27.6.19

Os 0,4% não são um milagre, são a vida das pessoas



«Na primeira quinzena de junho falámos dos transportes. De como atravessar o Tejo de barco se transformou numa aventura terceiro-mundista. De como o serviço da CP continua em queda livre, à espera de investimento que fica preso nas mãos de Centeno. Nos últimos 15 dias falámos do Serviço Nacional de Saúde. De como a falta de obstetras vai obrigar ao encerramento de um serviço de urgências da região de Lisboa no verão.

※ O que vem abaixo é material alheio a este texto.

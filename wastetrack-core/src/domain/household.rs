use std::fmt;

use serde::{Deserialize, Serialize};

use crate::error::{CollectionError, Result};

pub const HOUSEHOLD_ID_REQUIRED: &str = "Household ID is required.";

/// Opaque household identifier as printed in the household's QR code
/// (for example `H001`).
#[derive(Debug, Clone, PartialEq, Eq, Hash, PartialOrd, Ord, Serialize, Deserialize)]
#[serde(try_from = "String", into = "String")]
pub struct HouseholdId(String);

impl HouseholdId {
    /// Parse a raw identifier from a scan. Scanners frequently append a
    /// newline, so surrounding whitespace is dropped before validation.
    pub fn parse(raw: &str) -> Result<Self> {
        let trimmed = raw.trim();
        if trimmed.is_empty() {
            return Err(CollectionError::InvalidRequest(
                HOUSEHOLD_ID_REQUIRED.to_string(),
            ));
        }
        Ok(Self(trimmed.to_string()))
    }

    /// Parse an optional query value; absence is treated like an empty id.
    pub fn parse_optional(raw: Option<&str>) -> Result<Self> {
        Self::parse(raw.unwrap_or_default())
    }

    pub fn as_str(&self) -> &str {
        &self.0
    }
}

impl fmt::Display for HouseholdId {
    fn fmt(&self, f: &mut fmt::Formatter<'_>) -> fmt::Result {
        f.write_str(&self.0)
    }
}

impl TryFrom<String> for HouseholdId {
    type Error = CollectionError;

    fn try_from(raw: String) -> Result<Self> {
        Self::parse(&raw)
    }
}

impl From<HouseholdId> for String {
    fn from(id: HouseholdId) -> Self {
        id.0
    }
}

impl AsRef<str> for HouseholdId {
    fn as_ref(&self) -> &str {
        &self.0
    }
}

#[cfg(test)]
mod tests {
    use super::*;

    #[test]
    fn trims_scanner_whitespace() {
        let id = HouseholdId::parse("  H042\n").expect("valid id");
        assert_eq!(id.as_str(), "H042");
    }

    #[test]
    fn rejects_blank_identifier() {
        let err = HouseholdId::parse("   ").unwrap_err();
        assert!(matches!(
            err,
            CollectionError::InvalidRequest(ref msg) if msg == HOUSEHOLD_ID_REQUIRED
        ));
    }

    #[test]
    fn deserializing_applies_the_same_checks() {
        let id: HouseholdId = serde_json::from_str("\" H010 \"").unwrap();
        assert_eq!(id.as_str(), "H010");
        assert_eq!(serde_json::to_string(&id).unwrap(), "\"H010\"");

        let err = serde_json::from_str::<HouseholdId>("\"  \"").unwrap_err();
        assert!(err.to_string().contains(HOUSEHOLD_ID_REQUIRED));
    }

    #[test]
    fn missing_identifier_is_invalid() {
        assert!(HouseholdId::parse_optional(None).is_err());
    }
}
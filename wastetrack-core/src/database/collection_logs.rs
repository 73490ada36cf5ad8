use async_trait::async_trait;
use chrono::{DateTime, Utc};
use sqlx::{PgPool, Row};
use tracing::debug;

use super::ports::CollectionLogRepository;
use crate::domain::{
    day::CollectionDay,
    household::HouseholdId,
    status::{CollectionStatus, DaySummary},
};
use crate::error::{CollectionError, Result};

/// Advisory lock key taken for the duration of a seeding transaction so
/// concurrent seeders for the same day cannot both insert.
const SEED_LOCK_KEY: i64 = 0x7761_7374_6573_6564;

#[derive(Debug, Clone)]
pub struct PostgresCollectionLogRepository {
    pool: PgPool,
}

impl PostgresCollectionLogRepository {
    pub fn new(pool: PgPool) -> Self {
        Self { pool }
    }

    fn pool(&self) -> &PgPool {
        &self.pool
    }
}

#[async_trait]
impl CollectionLogRepository for PostgresCollectionLogRepository {
    async fn mark_collected(
        &self,
        household_id: &HouseholdId,
        day: CollectionDay,
        collector_name: &str,
        now: DateTime<Utc>,
    ) -> Result<u64> {
        let result = sqlx::query(
            r#"
            UPDATE collection_logs
            SET
                status = 'collected',
                collector_name = $2,
                collected_on = $3
            WHERE household_id = $1
              AND ((collected_on AT TIME ZONE 'UTC')
                    + make_interval(mins => $4))::date = $5
              AND status = 'pending'
            "#,
        )
        .bind(household_id.as_str())
        .bind(collector_name)
        .bind(now)
        .bind(day.offset_minutes())
        .bind(day.date())
        .execute(self.pool())
        .await
        .map_err(|e| {
            CollectionError::from_sqlx("Failed to mark household collected", e)
        })?;

        Ok(result.rows_affected())
    }

    async fn status_for_day(
        &self,
        household_id: &HouseholdId,
        day: CollectionDay,
    ) -> Result<Option<CollectionStatus>> {
        let row = sqlx::query(
            r#"
            SELECT status
            FROM collection_logs
            WHERE household_id = $1
              AND ((collected_on AT TIME ZONE 'UTC')
                    + make_interval(mins => $2))::date = $3
            ORDER BY (status = 'collected') DESC, collected_on DESC
            LIMIT 1
            "#,
        )
        .bind(household_id.as_str())
        .bind(day.offset_minutes())
        .bind(day.date())
        .fetch_optional(self.pool())
        .await
        .map_err(|e| {
            CollectionError::from_sqlx("Failed to read collection status", e)
        })?;

        row.map(|row| {
            let status: String = row.try_get("status").map_err(|e| {
                CollectionError::Query(format!("Failed to read status: {e}"))
            })?;
            status.parse()
        })
        .transpose()
    }

    async fn seed_pending(
        &self,
        day: CollectionDay,
        now: DateTime<Utc>,
    ) -> Result<u64> {
        let mut tx = self.pool().begin().await.map_err(|e| {
            CollectionError::from_sqlx("Failed to open seeding transaction", e)
        })?;

        sqlx::query("SELECT pg_advisory_xact_lock($1)")
            .bind(SEED_LOCK_KEY)
            .execute(&mut *tx)
            .await
            .map_err(|e| {
                CollectionError::from_sqlx("Failed to take seeding lock", e)
            })?;

        let result = sqlx::query(
            r#"
            INSERT INTO collection_logs (household_id, collected_on, status)
            SELECT h.household_id, $1, 'pending'
            FROM households h
            WHERE NOT EXISTS (
                SELECT 1
                FROM collection_logs cl
                WHERE cl.household_id = h.household_id
                  AND ((cl.collected_on AT TIME ZONE 'UTC')
                        + make_interval(mins => $2))::date = $3
            )
            "#,
        )
        .bind(now)
        .bind(day.offset_minutes())
        .bind(day.date())
        .execute(&mut *tx)
        .await
        .map_err(|e| {
            CollectionError::from_sqlx("Failed to insert pending logs", e)
        })?;

        tx.commit().await.map_err(|e| {
            CollectionError::from_sqlx("Failed to commit pending logs", e)
        })?;

        debug!(day = %day, inserted = result.rows_affected(), "seed statement finished");
        Ok(result.rows_affected())
    }

    async fn day_summary(&self, day: CollectionDay) -> Result<DaySummary> {
        let row = sqlx::query(
            r#"
            SELECT
                COUNT(*) FILTER (WHERE status = 'pending')   AS pending,
                COUNT(*) FILTER (WHERE status = 'collected') AS collected
            FROM collection_logs
            WHERE ((collected_on AT TIME ZONE 'UTC')
                    + make_interval(mins => $1))::date = $2
            "#,
        )
        .bind(day.offset_minutes())
        .bind(day.date())
        .fetch_one(self.pool())
        .await
        .map_err(|e| {
            CollectionError::from_sqlx("Failed to summarize collection day", e)
        })?;

        let read = |column: &str| -> Result<u64> {
            let count: i64 = row.try_get(column).map_err(|e| {
                CollectionError::Query(format!("Failed to read {column}: {e}"))
            })?;
            Ok(u64::try_from(count).unwrap_or_default())
        };

        Ok(DaySummary {
            pending: read("pending")?,
            collected: read("collected")?,
        })
    }

    async fn household_ids(&self) -> Result<Vec<HouseholdId>> {
        let rows = sqlx::query(
            "SELECT household_id FROM households ORDER BY household_id",
        )
        .fetch_all(self.pool())
        .await
        .map_err(|e| CollectionError::from_sqlx("Failed to list households", e))?;

        rows.into_iter()
            .map(|row| {
                let raw: String = row.try_get("household_id").map_err(|e| {
                    CollectionError::Query(format!(
                        "Failed to read household_id: {e}"
                    ))
                })?;
                HouseholdId::parse(&raw)
            })
            .collect()
    }

    async fn ping(&self) -> Result<()> {
        sqlx::query("SELECT 1")
            .execute(self.pool())
            .await
            .map_err(|e| CollectionError::from_sqlx("Database ping failed", e))?;
        Ok(())
    }
}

De como o sistema, que começou a decair há muito tempo, está a entrar em colapso.

A direita diz que foram as devoluções e as 35 horas. Mas depois é ela mesma que reconhece que para contratar mais obstetras é preciso competir com os salários do privado. O Governo, sobretudo Mário Centeno, nega tudo, acreditando que se negar as pessoas vão ignorar o seu próprio quotidiano. Percebemos que um Governo entrou em modo autista quando, para justificar as filas para tirar o Cartão de Cidadão, responsabiliza os utentes por irem todos à mesma hora, antes dos serviços abrirem. Pode ser que seja para confraternizarem pela manhã, pode ser para tirarem a senha que lhes permite serem atendidos antes de almoço.

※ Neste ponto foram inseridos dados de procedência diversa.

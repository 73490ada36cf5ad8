use std::{net::SocketAddr, path::PathBuf, sync::Arc};

use anyhow::{Context, anyhow};
use clap::{Args as ClapArgs, Parser, Subcommand};
use tracing::{info, warn};
use tracing_subscriber::{layer::SubscriberExt, util::SubscriberInitExt};

use wastetrack_config::{Config, ConfigLoader, db_url::redact_database_url};
use wastetrack_core::database::{CollectionLogRepository, PostgresDatabase};
use wastetrack_server::{
    AppState, create_app,
    infra::startup::{ProdStartupHooks, StartupHooks},
    qr::{self, HouseholdRange},
};

/// CLI entry point
#[derive(Parser, Debug)]
#[command(name = "wastetrack-server")]
#[command(about = "Household waste collection scanner and daily log seeder")]
struct Cli {
    #[command(subcommand)]
    command: Option<Command>,

    #[command(flatten)]
    serve: ServeArgs,
}

#[derive(ClapArgs, Debug, Clone)]
struct ServeArgs {
    /// Path to a TOML config file
    #[arg(long, env = "WASTETRACK_CONFIG", global = true)]
    config: Option<PathBuf>,

    /// Server port (overrides config)
    #[arg(short, long)]
    port: Option<u16>,

    /// Server host (overrides config)
    #[arg(long)]
    host: Option<String>,
}

#[derive(Debug, Subcommand)]
enum Command {
    /// Insert today's pending rows for every household and exit
    Seed,
    /// Write a QR code PNG for each household
    Qr(QrArgs),
    #[command(subcommand)]
    Db(DbCommand),
}

#[derive(ClapArgs, Debug)]
struct QrArgs {
    /// Directory the `<id>.png` files are written to
    #[arg(long, default_value = "qrcodes")]
    out: PathBuf,

    /// Household numbers such as `1-100` (H001..H100) instead of the
    /// households stored in the database
    #[arg(long)]
    range: Option<HouseholdRange>,
}

#[derive(Debug, Subcommand)]
enum DbCommand {
    /// Apply database migrations and exit
    Migrate,
}

#[tokio::main]
async fn main() -> anyhow::Result<()> {
    let cli = Cli::parse();

    init_tracing();

    let config = load_runtime_config(&cli.serve)?;

    match cli.command {
        Some(Command::Db(DbCommand::Migrate)) => {
            let database = connect_database(&config).await?;
            database
                .run_migrations()
                .await
                .context("failed to apply migrations")?;
            info!("migrations applied");
            database.close().await;
            Ok(())
        }
        Some(Command::Seed) => {
            let database = prepare_database(&config).await?;
            let state = build_state(config, &database);
            let report = state
                .seeder()
                .seed()
                .await
                .context("daily seeding failed")?;
            info!(day = %report.day, inserted = report.inserted, "seed complete");
            database.close().await;
            Ok(())
        }
        Some(Command::Qr(args)) => export_qr_codes(&config, args).await,
        None => serve(config).await,
    }
}

async fn export_qr_codes(config: &Config, args: QrArgs) -> anyhow::Result<()> {
    let ids = match args.range {
        Some(range) => range.ids(),
        None => {
            let database = connect_database(config).await?;
            let ids = database
                .collection_logs()
                .household_ids()
                .await
                .context("failed to list households")?;
            database.close().await;
            ids
        }
    };

    if ids.is_empty() {
        warn!("no households to encode");
        return Ok(());
    }

    let out = args.out;
    tokio::task::spawn_blocking(move || qr::write_codes(&ids, &out))
        .await
        .context("QR export task panicked")??;
    Ok(())
}

fn init_tracing() {
    tracing_subscriber::registry()
        .with(
            tracing_subscriber::EnvFilter::try_from_default_env()
                .unwrap_or_else(|_| "info,tower_http=warn".into()),
        )
        .with(tracing_subscriber::fmt::layer())
        .init();
}

fn load_runtime_config(args: &ServeArgs) -> anyhow::Result<Config> {
    let mut loader = ConfigLoader::new();
    if let Some(path) = args.config.clone() {
        loader = loader.with_config_path(path);
    }

    let load = loader.load().context("failed to load configuration")?;
    let mut config = load.config;

    if config.metadata.env_file_loaded {
        info!("loaded .env file");
    }
    if let Some(path) = config.metadata.config_path.as_ref() {
        info!(path = %path.display(), "loaded config file");
    }
    for warning in &load.warnings.items {
        match warning.hint.as_deref() {
            Some(hint) => warn!(hint, "{}", warning.message),
            None => warn!("{}", warning.message),
        }
    }

    if let Some(port) = args.port {
        config.server.port = port;
    }
    if let Some(host) = args.host.clone() {
        config.server.host = host;
    }

    Ok(config)
}

async fn connect_database(config: &Config) -> anyhow::Result<PostgresDatabase> {
    let url = config.database.primary_url.as_deref().ok_or_else(|| {
        anyhow!(
            "database is not configured; set DATABASE_URL or the DB_* variables"
        )
    })?;

    let origin = config
        .metadata
        .database_url_origin
        .map(|origin| origin.to_string());
    info!(
        url = %redact_database_url(url),
        origin = origin.as_deref().unwrap_or("unknown"),
        "connecting to database"
    );
    let database =
        PostgresDatabase::connect(url, config.database.pool_settings())
            .await
            .context("failed to connect to database")?;
    info!("database connection pool established");
    Ok(database)
}

async fn prepare_database(config: &Config) -> anyhow::Result<PostgresDatabase> {
    let database = connect_database(config).await?;
    if config.database.run_migrations {
        database
            .run_migrations()
            .await
            .context("failed to apply migrations")?;
        info!("migrations applied");
    }
    Ok(database)
}

fn build_state(config: Config, database: &PostgresDatabase) -> AppState {
    AppState::new(Arc::new(config), Arc::new(database.collection_logs()))
}

async fn serve(config: Config) -> anyhow::Result<()> {
    let database = prepare_database(&config).await?;
    let host = config.server.host.clone();
    let port = config.server.port;

    let state = build_state(config, &database);
    ProdStartupHooks
        .run(&state)
        .await
        .context("startup hooks failed")?;

    let app = create_app(state);
    let listener = tokio::net::TcpListener::bind((host.as_str(), port))
        .await
        .with_context(|| format!("failed to bind {host}:{port}"))?;
    let addr: SocketAddr = listener.local_addr()?;
    info!(%addr, "server listening");
    axum::serve(listener, app).await?;
    Ok(())
}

Enquanto os serviços públicos se batem com dificuldades crescentes, Mário Centeno apresenta, em Bruxelas, mais um trunfo para uma carreira europeia: 0,4% de excedente orçamental. Sim, é verdade que isto resulta do aumento da receita. Mas a verdade é que ele não é acompanhado pelo aumento da despesa onde ela é precisa. A este milagre, e conhecendo o estado dos serviços públicos, começa a ser difícil não chamar de austeridade. Não é austeridade nos rendimentos dos portugueses, é austeridade sobre o papel do Estado. Que se formos para áreas menos mediáticas e populares, mas fundamentais para o nosso futuro, como a investigação, atingem níveis pornográficos. Não questionar as metas da Europa levaria sempre a decadência do Estado. Querer ultrapassá-las levaria a isto.

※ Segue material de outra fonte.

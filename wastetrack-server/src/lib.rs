//! HTTP surface of the waste collection tracker.
//!
//! [`routes::create_app`] wires the scanner page, the `/collect` transition
//! endpoint and health checks onto an [`AppState`] that owns the collection
//! log repository. Startup work (the daily seed) runs through
//! [`infra::startup::StartupHooks`] before the listener is bound. [`qr`]
//! renders the printable household codes the scanner reads.

pub mod errors;
pub mod handlers;
pub mod infra;
pub mod qr;
pub mod routes;

pub use infra::app_state::AppState;
pub use routes::create_app;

Não é um milagre que explica os 0,4% de saldo nas contas de Centeno, em que o aumento da receita não é acompanhado pelo aumento da despesa onde ela é urgente. São pessoas a dormir nas plataformas dos barcos ou a serem transportadas como gado. São urgências de obstetrícia fechadas no verão. São filas matinais para tirar o Cartão de Cidadão. Como disse Marcelo Rebelo de Sousa, não há bela sem senão. E é o senão e a bela que cada um escolhe para o país, e não qualquer milagre, que distingue alternativas políticas. A direita tem a solução: manter taxas moderadoras nos centros de saúde, não reduzir o preço dos passes e voltar a punir os funcionários públicos. Pôr os utentes e os trabalhadores a pagarem a fatura. A esquerda, que aprovou orçamentos que todos os anos são desrespeitados, tem de dar a sua resposta: que a ditadura de Centeno não pode continuar a asfixiar os serviços do Estado e a tornar a vida dos portugueses que mais precisam dele num inferno. Que um país que tem o Estado como este está não tem margem para excedentes que ninguém exige. Que esta austeridade criminosa sobre os serviços públicos é indigna de um Governo de progressista.»